Contudo, não se pode deixar de considerar que os objetivos econômicos de um modelo Landlord Port se contrapõem ao foco financeiro de um porto privado (Private Service Port). Enquanto este visa o retorno de curto prazo, auferindo lucros para a distribuição de dividendos, aquele, por ter o foco também econômico e não apenas financeiro, não visa apenas ao consumo à curto prazo, pois o objetivo é desenvolver a economia atendendo inclusive operações que dão prejuízo ou são menos lucrativas em relação a outras operações, como por exemplo, a de roll-on roll-off e a de uma estação de passageiros.

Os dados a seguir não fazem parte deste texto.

//! Query and DML translation.
//!
//! Conditions over a single known column become a parameterized `WHERE`
//! clause; everything else is left to post-filtering. Literals are always
//! bound as parameters, except NULL, which is rendered as `IS NULL` or
//! `IS NOT NULL`.

use tablemap_core::{Condition, ConditionError, DATETIME_FORMAT, Value};

use crate::error::Result;
use crate::mapping::ColumnMapping;
use crate::schema::quote_ident;

/// A rendered `WHERE` clause and its positional parameters.
#[derive(Debug, Clone, PartialEq)]
pub struct WhereClause {
    /// `WHERE ...`, with parameters numbered from `?1`.
    pub sql: String,
    pub params: Vec<Value>,
}

/// Splits conditions into those the store can filter on and those that
/// must be evaluated after materialization.
///
/// A condition is pushed down when its term has exactly one segment and
/// `is_column` accepts it.
pub fn partition(
    conditions: &[Condition],
    is_column: impl Fn(&str) -> bool,
) -> (Vec<Condition>, Vec<Condition>) {
    conditions
        .iter()
        .cloned()
        .partition(|c| c.term.single().is_some_and(&is_column))
}

/// Builds a conjunctive `WHERE` clause.
///
/// Returns `None` for an empty condition set.
///
/// # Errors
///
/// Returns [`ConditionError::InvalidNullComparison`] when NULL is used with
/// an operator other than `=` or `!=`, and
/// [`InvalidIdentifier`](crate::OrmError::InvalidIdentifier) for terms that
/// cannot be quoted.
///
/// # Examples
///
/// ```
/// use tablemap_core::{Condition, Operator, Value};
/// use tablemap_sqlite::build_where_clause;
///
/// let conditions = vec![
///     Condition::new("Name", Operator::Equals, "Widget").unwrap(),
///     Condition::new("Deleted", Operator::Equals, Value::Null).unwrap(),
/// ];
/// let clause = build_where_clause(&conditions).unwrap().unwrap();
/// assert_eq!(clause.sql, r#"WHERE "Name" = ?1 AND "Deleted" IS NULL"#);
/// assert_eq!(clause.params, vec![Value::from("Widget")]);
///
/// assert!(build_where_clause(&[]).unwrap().is_none());
/// ```
pub fn build_where_clause(conditions: &[Condition]) -> Result<Option<WhereClause>> {
    if conditions.is_empty() {
        return Ok(None);
    }
    let mut parts = Vec::with_capacity(conditions.len());
    let mut params = Vec::new();
    for condition in conditions {
        let column = quote_ident(&condition.term.to_string())?;
        if condition.value.is_null() {
            let keyword = condition
                .operator
                .null_symbol()
                .ok_or(ConditionError::InvalidNullComparison(condition.operator))?;
            parts.push(format!("{column} {keyword} NULL"));
        } else {
            params.push(condition.value.clone());
            parts.push(format!(
                "{column} {} ?{}",
                condition.operator.symbol(),
                params.len()
            ));
        }
    }
    Ok(Some(WhereClause {
        sql: format!("WHERE {}", parts.join(" AND ")),
        params,
    }))
}

/// Renders a value as an SQL literal, for diagnostics.
///
/// Statements issued by the engine never embed literals; they bind
/// parameters instead.
///
/// # Examples
///
/// ```
/// use tablemap_core::Value;
/// use tablemap_sqlite::render_literal;
///
/// assert_eq!(render_literal(&Value::Null), "NULL");
/// assert_eq!(render_literal(&Value::Boolean(true)), "1");
/// assert_eq!(render_literal(&Value::from("it's")), "'it''s'");
/// ```
pub fn render_literal(value: &Value) -> String {
    match value {
        Value::Null => "NULL".to_string(),
        Value::Boolean(v) => String::from(if *v { "1" } else { "0" }),
        Value::String(s) => format!("'{}'", s.replace('\'', "''")),
        Value::DateTime(dt) => format!("DATETIME('{}')", dt.format(DATETIME_FORMAT)),
        other => other.to_string(),
    }
}

/// `SELECT rowid,* FROM <table> [WHERE ...]`
pub fn select_sql(table: &str, where_clause: Option<&WhereClause>) -> Result<String> {
    Ok(with_where(
        format!("SELECT rowid,* FROM {}", quote_ident(table)?),
        where_clause,
    ))
}

/// `SELECT rowid FROM <table> [WHERE ...]`
pub fn select_row_ids_sql(table: &str, where_clause: Option<&WhereClause>) -> Result<String> {
    Ok(with_where(
        format!("SELECT rowid FROM {}", quote_ident(table)?),
        where_clause,
    ))
}

/// `SELECT COUNT(rowid) FROM <table> [WHERE ...]`
pub fn count_sql(table: &str, where_clause: Option<&WhereClause>) -> Result<String> {
    Ok(with_where(
        format!("SELECT COUNT(rowid) FROM {}", quote_ident(table)?),
        where_clause,
    ))
}

/// `DELETE FROM <table> WHERE rowid = ?1`
pub fn delete_sql(table: &str) -> Result<String> {
    Ok(format!("DELETE FROM {} WHERE rowid = ?1", quote_ident(table)?))
}

fn with_where(sql: String, where_clause: Option<&WhereClause>) -> String {
    match where_clause {
        Some(clause) => format!("{sql} {}", clause.sql),
        None => sql,
    }
}

/// Parameter list for inserting one entity.
#[derive(Debug, Clone, PartialEq)]
pub struct InsertSpec {
    pub table: String,
    /// Transact mappings, in parameter order.
    pub mappings: Vec<ColumnMapping>,
}

impl InsertSpec {
    pub fn new<'a>(table: &str, mappings: impl IntoIterator<Item = &'a ColumnMapping>) -> Self {
        Self {
            table: table.to_string(),
            mappings: mappings.into_iter().cloned().collect(),
        }
    }

    /// `INSERT INTO <table> (<cols>) VALUES (?1, ...)`
    pub fn sql(&self) -> Result<String> {
        if self.mappings.is_empty() {
            return Ok(format!("INSERT INTO {} DEFAULT VALUES", quote_ident(&self.table)?));
        }
        let columns = self
            .mappings
            .iter()
            .map(|m| quote_ident(m.name()))
            .collect::<Result<Vec<_>>>()?;
        let params: Vec<String> = (1..=self.mappings.len()).map(|i| format!("?{i}")).collect();
        Ok(format!(
            "INSERT INTO {} ({}) VALUES ({})",
            quote_ident(&self.table)?,
            columns.join(","),
            params.join(",")
        ))
    }
}

/// Parameter list for updating one entity by row identity.
#[derive(Debug, Clone, PartialEq)]
pub struct UpdateSpec {
    pub table: String,
    /// Transact mappings, in parameter order. The row id is bound last.
    pub mappings: Vec<ColumnMapping>,
}

impl UpdateSpec {
    pub fn new<'a>(table: &str, mappings: impl IntoIterator<Item = &'a ColumnMapping>) -> Self {
        Self {
            table: table.to_string(),
            mappings: mappings.into_iter().cloned().collect(),
        }
    }

    /// `UPDATE <table> SET <col> = ?1, ... WHERE rowid = ?N`
    pub fn sql(&self) -> Result<String> {
        let assignments = self
            .mappings
            .iter()
            .enumerate()
            .map(|(i, m)| Ok(format!("{} = ?{}", quote_ident(m.name())?, i + 1)))
            .collect::<Result<Vec<_>>>()?;
        let row_id_param = self.mappings.len() + 1;
        if assignments.is_empty() {
            return Ok(format!(
                "UPDATE {} SET rowid = rowid WHERE rowid = ?{row_id_param}",
                quote_ident(&self.table)?
            ));
        }
        Ok(format!(
            "UPDATE {} SET {} WHERE rowid = ?{row_id_param}",
            quote_ident(&self.table)?,
            assignments.join(",")
        ))
    }
}

#[cfg(test)]
mod tests {
    use super::*;
    use crate::error::OrmError;
    use tablemap_core::{Operator, TableKind, Term, ValueType};

    fn cond(term: &str, op: Operator, value: impl Into<Value>) -> Condition {
        Condition::new(term, op, value).unwrap()
    }

    #[test]
    fn test_null_renders_is_and_is_not() {
        let clause = build_where_clause(&[cond("A", Operator::Equals, Value::Null)])
            .unwrap()
            .unwrap();
        assert_eq!(clause.sql, r#"WHERE "A" IS NULL"#);
        assert!(clause.params.is_empty());

        let clause = build_where_clause(&[cond("A", Operator::NotEquals, Value::Null)])
            .unwrap()
            .unwrap();
        assert_eq!(clause.sql, r#"WHERE "A" IS NOT NULL"#);
    }

    #[test]
    fn test_null_with_ordering_is_error() {
        let bad = Condition {
            term: Term::parse("A"),
            operator: Operator::LessThan,
            value: Value::Null,
        };
        let err = build_where_clause(&[bad]).unwrap_err();
        assert!(matches!(
            err,
            OrmError::ConditionError(ConditionError::InvalidNullComparison(Operator::LessThan))
        ));
    }

    #[test]
    fn test_empty_conditions_have_no_where() {
        assert!(build_where_clause(&[]).unwrap().is_none());
        let sql = select_sql("T", None).unwrap();
        assert_eq!(sql, r#"SELECT rowid,* FROM "T""#);
        assert!(!sql.contains("WHERE"));
        assert_eq!(count_sql("T", None).unwrap(), r#"SELECT COUNT(rowid) FROM "T""#);
    }

    #[test]
    fn test_parameters_are_numbered_in_order() {
        let clause = build_where_clause(&[
            cond("A", Operator::GreaterThan, 1_i32),
            cond("B", Operator::Equals, Value::Null),
            cond("C", Operator::NotEquals, "x"),
        ])
        .unwrap()
        .unwrap();
        assert_eq!(
            clause.sql,
            r#"WHERE "A" > ?1 AND "B" IS NULL AND "C" <> ?2"#
        );
        assert_eq!(clause.params, vec![Value::Int32(1), Value::from("x")]);
    }

    #[test]
    fn test_quotes_in_values_are_bound_not_embedded() {
        let clause = build_where_clause(&[cond("Name", Operator::Equals, "O'Brien\"; --")])
            .unwrap()
            .unwrap();
        assert_eq!(clause.sql, r#"WHERE "Name" = ?1"#);
    }

    #[test]
    fn test_partition() {
        let conditions = vec![
            cond("name", Operator::Equals, "a"),
            cond("Owner.Name", Operator::Equals, "b"),
            cond("Missing", Operator::Equals, "c"),
        ];
        let (push, post) = partition(&conditions, |c| c.eq_ignore_ascii_case("Name"));
        assert_eq!(push.len(), 1);
        assert_eq!(push[0].term.to_string(), "name");
        assert_eq!(post.len(), 2);
    }

    #[test]
    fn test_render_literal() {
        let dt = chrono::NaiveDate::from_ymd_opt(2015, 1, 2)
            .unwrap()
            .and_hms_opt(3, 4, 5)
            .unwrap();
        assert_eq!(render_literal(&Value::DateTime(dt)), "DATETIME('2015-01-02T03:04:05')");
        assert_eq!(render_literal(&Value::Boolean(false)), "0");
        assert_eq!(render_literal(&Value::Double(1.5)), "1.5");
        assert_eq!(render_literal(&Value::Int16(-4)), "-4");
    }

    #[test]
    fn test_dml_specs() {
        let kind = TableKind::StaticDeclared;
        let mappings = [
            ColumnMapping::declared("Id", "Id", ValueType::Int32, kind),
            ColumnMapping::declared("Name", "Name", ValueType::String, kind),
        ];
        let insert = InsertSpec::new("Product", &mappings);
        assert_eq!(
            insert.sql().unwrap(),
            r#"INSERT INTO "Product" ("Id","Name") VALUES (?1,?2)"#
        );
        let update = UpdateSpec::new("Product", &mappings);
        assert_eq!(
            update.sql().unwrap(),
            r#"UPDATE "Product" SET "Id" = ?1,"Name" = ?2 WHERE rowid = ?3"#
        );
        assert_eq!(
            delete_sql("Product").unwrap(),
            r#"DELETE FROM "Product" WHERE rowid = ?1"#
        );
    }
}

O foco de uma autoridade portuária pública é apoiar a implantação de indústrias que serão servidas pela sua atividade operacional, gerando empregos e outros negócios que geram riqueza para a sociedade.
A autoridade portuária pública, portanto, investe antecipando a demanda, enquanto uma autoridade portuária privada investe para responder a demanda, tendo, portanto, a primeira um foco econômico, enquanto a segunda, um foco no resultado financeiro, reduzindo sua capacidade de crescimento devido à redução dos lucros acumulados, onde grande parte é posta para a distribuição de dividendos, reduzindo a capacidade de investimentos para gerar mais valor econômico a longo prazo.
Conclui-se, portanto, que o modelo Landlord Port, adequadamente implantado, conforme a experiência internacional, estimula naturalmente o mercado e amplia os investimentos privados no setor, posto que se alinha estrategicamente tanto ao interesse público quanto ao privado, planejando e promovendo atividades econômicas e operações logísticas, vinculadas às suas infraestruturas portuárias em base regional, seguindo um planejamento nacional.
Uma melhoria abrangente da governança portuária, baseada na implantação de fato do modelo Landlord Port no Brasil, com a participação na gestão dos seus principais stackeholders, como União, estados, municípios, setor empresarial, profissionais do setor e autoridade marítima, parece bem mais adequada às características nacionais de necessidade de desenvolvimento socioeconômico, do que o modelo Private Service Port, focado preponderantemente na valorização financeira dos ativos portuários.